==== Dataset records ====
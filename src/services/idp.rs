// SPDX-License-Identifier: MIT

//! Identity provider API client.
//!
//! Thin typed wrapper over the IdP's OIDC endpoints plus the user-pool
//! directory API. All failures surface as `AppError::IdpApi`; callers
//! decide whether to fall back to previously reconciled data.

use crate::error::AppError;
use crate::models::TokenGrant;
use serde_json::Value;

/// IdP API client.
#[derive(Clone)]
pub struct IdpClient {
    http: reqwest::Client,
    issuer_url: String,
    client_id: String,
    client_secret: String,
    userpool_id: String,
    userpool_secret: String,
}

impl IdpClient {
    /// Create a new client with application and user-pool credentials.
    pub fn new(
        issuer_url: String,
        client_id: String,
        client_secret: String,
        userpool_id: String,
        userpool_secret: String,
    ) -> Self {
        Self {
            http: reqwest::Client::new(),
            issuer_url,
            client_id,
            client_secret,
            userpool_id,
            userpool_secret,
        }
    }

    /// Exchange an authorization code for a token grant.
    pub async fn exchange_code(&self, code: &str) -> Result<TokenGrant, AppError> {
        let url = format!("{}/oidc/token", self.issuer_url);

        let response = self
            .http
            .post(&url)
            .form(&[
                ("client_id", self.client_id.as_str()),
                ("client_secret", self.client_secret.as_str()),
                ("grant_type", "authorization_code"),
                ("code", code),
            ])
            .send()
            .await
            .map_err(|e| AppError::IdpApi(format!("Token exchange request failed: {}", e)))?;

        let mut grant: TokenGrant = self.check_response_json(response).await?;
        if grant.access_token.is_empty() {
            return Err(AppError::IdpApi("Token exchange returned no access token".into()));
        }
        grant.auth_code = code.to_string();
        Ok(grant)
    }

    /// Fetch the userinfo claims for an access token.
    pub async fn fetch_user_info(&self, access_token: &str) -> Result<Value, AppError> {
        let url = format!("{}/oidc/me", self.issuer_url);

        let response = self
            .http
            .get(&url)
            .query(&[("access_token", access_token)])
            .send()
            .await
            .map_err(|e| AppError::IdpApi(format!("Userinfo request failed: {}", e)))?;

        self.check_response_json(response).await
    }

    /// Look up a user in the directory by subject id (user-pool
    /// credentials, includes the `identities` array).
    pub async fn fetch_user_by_sub(&self, sub: &str) -> Result<Value, AppError> {
        let url = format!("{}/api/v2/users/{}", self.issuer_url, sub);

        let response = self
            .http
            .get(&url)
            .header("x-userpool-id", &self.userpool_id)
            .bearer_auth(&self.userpool_secret)
            .send()
            .await
            .map_err(|e| AppError::IdpApi(format!("Directory request failed: {}", e)))?;

        self.check_response_json(response).await
    }

    /// Check response status and parse the JSON body.
    async fn check_response_json<T: for<'de> serde::Deserialize<'de>>(
        &self,
        response: reqwest::Response,
    ) -> Result<T, AppError> {
        if !response.status().is_success() {
            let status = response.status();
            let body = response.text().await.unwrap_or_default();
            return Err(AppError::IdpApi(format!("HTTP {}: {}", status, body)));
        }

        response
            .json()
            .await
            .map_err(|e| AppError::IdpApi(format!("JSON parse error: {}", e)))
    }
}
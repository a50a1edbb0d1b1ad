// SPDX-License-Identifier: MIT

//! Shared helpers for date/time formatting.

use chrono::{DateTime, SecondsFormat, Utc};

/// Format a UTC timestamp as RFC3339 using a `Z` suffix.
pub fn format_utc_rfc3339(date: DateTime<Utc>) -> String {
    date.to_rfc3339_opts(SecondsFormat::Secs, true)
}

/// Current time in the canonical record-timestamp format.
pub fn now_rfc3339() -> String {
    format_utc_rfc3339(Utc::now())
}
====
### About this task
Exactly as written above, set down the whole listing again.

### Exercise response
filename src/services/idp.rs
// SPDX-License-Identifier: MIT

//! Identity provider API client.
//!
//! Thin typed wrapper over the IdP's OIDC endpoints plus the user-pool
//! directory API. All failures surface as `AppError::IdpApi`; callers
//! decide whether to fall back to previously reconciled data.

use crate::error::AppError;
use crate::models::TokenGrant;
use serde_json::Value;

/// IdP API client.
#[derive(Clone)]
pub struct IdpClient {
    http: reqwest::Client,
    issuer_url: String,
    client_id: String,
    client_secret: String,
    userpool_id: String,
    userpool_secret: String,
}

impl IdpClient {
    /// Create a new client with application and user-pool credentials.
    pub fn new(
        issuer_url: String,
        client_id: String,
        client_secret: String,
        userpool_id: String,
        userpool_secret: String,
    ) -> Self {
        Self {
            http: reqwest::Client::new(),
            issuer_url,
            client_id,
            client_secret,
            userpool_id,
            userpool_secret,
        }
    }

    /// Exchange an authorization code for a token grant.
    pub async fn exchange_code(&self, code: &str) -> Result<TokenGrant, AppError> {
        let url = format!("{}/oidc/token", self.issuer_url);

        let response = self
            .http
            .post(&url)
            .form(&[
                ("client_id", self.client_id.as_str()),
                ("client_secret", self.client_secret.as_str()),
                ("grant_type", "authorization_code"),
                ("code", code),
            ])
            .send()
            .await
            .map_err(|e| AppError::IdpApi(format!("Token exchange request failed: {}", e)))?;

        let mut grant: TokenGrant = self.check_response_json(response).await?;
        if grant.access_token.is_empty() {
            return Err(AppError::IdpApi("Token exchange returned no access token".into()));
        }
        grant.auth_code = code.to_string();
        Ok(grant)
    }

    /// Fetch the userinfo claims for an access token.
    pub async fn fetch_user_info(&self, access_token: &str) -> Result<Value, AppError> {
        let url = format!("{}/oidc/me", self.issuer_url);

        let response = self
            .http
            .get(&url)
            .query(&[("access_token", access_token)])
            .send()
            .await
            .map_err(|e| AppError::IdpApi(format!("Userinfo request failed: {}", e)))?;

        self.check_response_json(response).await
    }

    /// Look up a user in the directory by subject id (user-pool
    /// credentials, includes the `identities` array).
    pub async fn fetch_user_by_sub(&self, sub: &str) -> Result<Value, AppError> {
        let url = format!("{}/api/v2/users/{}", self.issuer_url, sub);

        let response = self
            .http
            .get(&url)
            .header("x-userpool-id", &self.userpool_id)
            .bearer_auth(&self.userpool_secret)
            .send()
            .await
            .map_err(|e| AppError::IdpApi(format!("Directory request failed: {}", e)))?;

        self.check_response_json(response).await
    }

    /// Check response status and parse the JSON body.
    async fn check_response_json<T: for<'de> serde::Deserialize<'de>>(
        &self,
        response: reqwest::Response,
    ) -> Result<T, AppError> {
        if !response.status().is_success() {
            let status = response.status();
            let body = response.text().await.unwrap_or_default();
            return Err(AppError::IdpApi(format!("HTTP {}: {}", status, body)));
        }

        response
            .json()
            .await
            .map_err(|e| AppError::IdpApi(format!("JSON parse error: {}", e)))
    }
}
repository a50a1edbb0d1b1ad
// SPDX-License-Identifier: MIT

//! Shared helpers for date/time formatting.

use chrono::{DateTime, SecondsFormat, Utc};

/// Format a UTC timestamp as RFC3339 using a `Z` suffix.
pub fn format_utc_rfc3339(date: DateTime<Utc>) -> String {
    date.to_rfc3339_opts(SecondsFormat::Secs, true)
}

/// Current time in the canonical record-timestamp format.
pub fn now_rfc3339() -> String {
    format_utc_rfc3339(Utc::now())
}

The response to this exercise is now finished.